__Task brief__
For the entries that follow, restate word for word the line containing "plug in here;", the line containing "let mut findings = Vec::new();", and every line that lies between them.
BEGIN The records
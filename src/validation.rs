//! Signature and compliance evaluation
//!
//! A validator turns a parsed list into a [`ValidationResult`] value. A bad
//! signature or a compliance finding is data, not a failure: the stage only
//! errors when evaluation itself cannot run.

use crate::digest::sha256_hex;
use crate::error::{TlError, TlResult};
use crate::list::ParsedList;
use crate::source::SignerCertificate;
use serde::{Deserialize, Serialize};

/// Outcome of evaluating a parsed list
#[derive(Debug, Clone, PartialEq, Eq, Serialize, Deserialize)]
pub struct ValidationResult {
    /// Whether the document carried a signature block at all
    pub signature_found: bool,

    /// Whether the signature checked out against the expected signers
    pub signature_intact: bool,

    /// Whether the list content passed all compliance rules
    pub compliant: bool,

    /// Human-readable findings explaining any false flag above
    pub diagnostics: Vec<String>,
}

impl ValidationResult {
    /// Whether the list can be trusted as-is
    pub fn is_trusted(&self) -> bool {
        self.signature_found && self.signature_intact && self.compliant
    }

    /// Canonical digest for change detection
    pub fn digest(&self) -> TlResult<String> {
        let canonical = serde_json::to_vec(self)?;
        Ok(sha256_hex(&canonical))
    }
}

/// Abstract signature/compliance validator interface
///
/// Implementations that perform real public-key verification plug in here;
/// an `Err` return means evaluation could not run at all and becomes a
/// stage error, never a negative result.
pub trait ListValidator: Send + Sync {
    /// Evaluate signature and compliance of a parsed list
    fn validate(
        &self,
        list: &ParsedList,
        expected_signers: &[SignerCertificate],
    ) -> TlResult<ValidationResult>;
}

/// Digest- and fingerprint-based validator
///
/// Checks that the signature block's payload digest matches the canonical
/// body digest fixed at parse time, and that the declared signer certificate
/// is one of the source's expected signers (by SHA-256 fingerprint). It does
/// not verify public-key signatures; swap in a [`ListValidator`] backed by a
/// real crypto stack for that.
#[derive(Debug, Default, Clone)]
pub struct FingerprintValidator;

impl FingerprintValidator {
    pub fn new() -> Self {
        Self
    }

    fn compliance_findings(list: &ParsedList) -> Vec<String> {
        let mut findings = Vec::new();

        match list.next_update {
            None => findings.push("next update date missing".to_string()),
            Some(next_update) if next_update <= list.issue_date => {
                findings.push("next update not after issue date".to_string())
            }
            Some(_) => {}
        }

        if list.services.is_empty() {
            findings.push("list declares no trust services".to_string());
        }
        for service in &list.services {
            if service.certificates.is_empty() {
                findings.push(format!("service without certificates: {}", service.provider));
            }
        }

        findings
    }
}

impl ListValidator for FingerprintValidator {
    fn validate(
        &self,
        list: &ParsedList,
        expected_signers: &[SignerCertificate],
    ) -> TlResult<ValidationResult> {
        let mut diagnostics = Vec::new();

        let (signature_found, signature_intact) = match &list.signature {
            None => {
                diagnostics.push("no signature block present".to_string());
                (false, false)
            }
            Some(signature) => {
                let signer = SignerCertificate::from_base64(&signature.signer_certificate)
                    .map_err(|e| TlError::Processing(format!("signer certificate: {}", e)))?;

                let digest_matches = signature.payload_digest == list.payload_digest;
                if !digest_matches {
                    diagnostics.push("signature digest does not cover list body".to_string());
                }

                let signer_known = expected_signers
                    .iter()
                    .any(|expected| expected.fingerprint() == signer.fingerprint());
                if !signer_known {
                    diagnostics.push(if expected_signers.is_empty() {
                        "no expected signers configured".to_string()
                    } else {
                        "signer not among expected certificates".to_string()
                    });
                }

                (true, digest_matches && signer_known)
            }
        };

        let findings = Self::compliance_findings(list);
        let compliant = findings.is_empty();
        diagnostics.extend(findings);

        Ok(ValidationResult {
            signature_found,
            signature_intact,
            compliant,
            diagnostics,
        })
    }
}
END The records
__Written solution__
/// Implementations that perform real public-key verification plug in here;
/// an `Err` return means evaluation could not run at all and becomes a
/// stage error, never a negative result.
pub trait ListValidator: Send + Sync {
    /// Evaluate signature and compliance of a parsed list
    fn validate(
        &self,
        list: &ParsedList,
        expected_signers: &[SignerCertificate],
    ) -> TlResult<ValidationResult>;
}

/// Digest- and fingerprint-based validator
///
/// Checks that the signature block's payload digest matches the canonical
/// body digest fixed at parse time, and that the declared signer certificate
/// is one of the source's expected signers (by SHA-256 fingerprint). It does
/// not verify public-key signatures; swap in a [`ListValidator`] backed by a
/// real crypto stack for that.
#[derive(Debug, Default, Clone)]
pub struct FingerprintValidator;

impl FingerprintValidator {
    pub fn new() -> Self {
        Self
    }

    fn compliance_findings(list: &ParsedList) -> Vec<String> {
        let mut findings = Vec::new();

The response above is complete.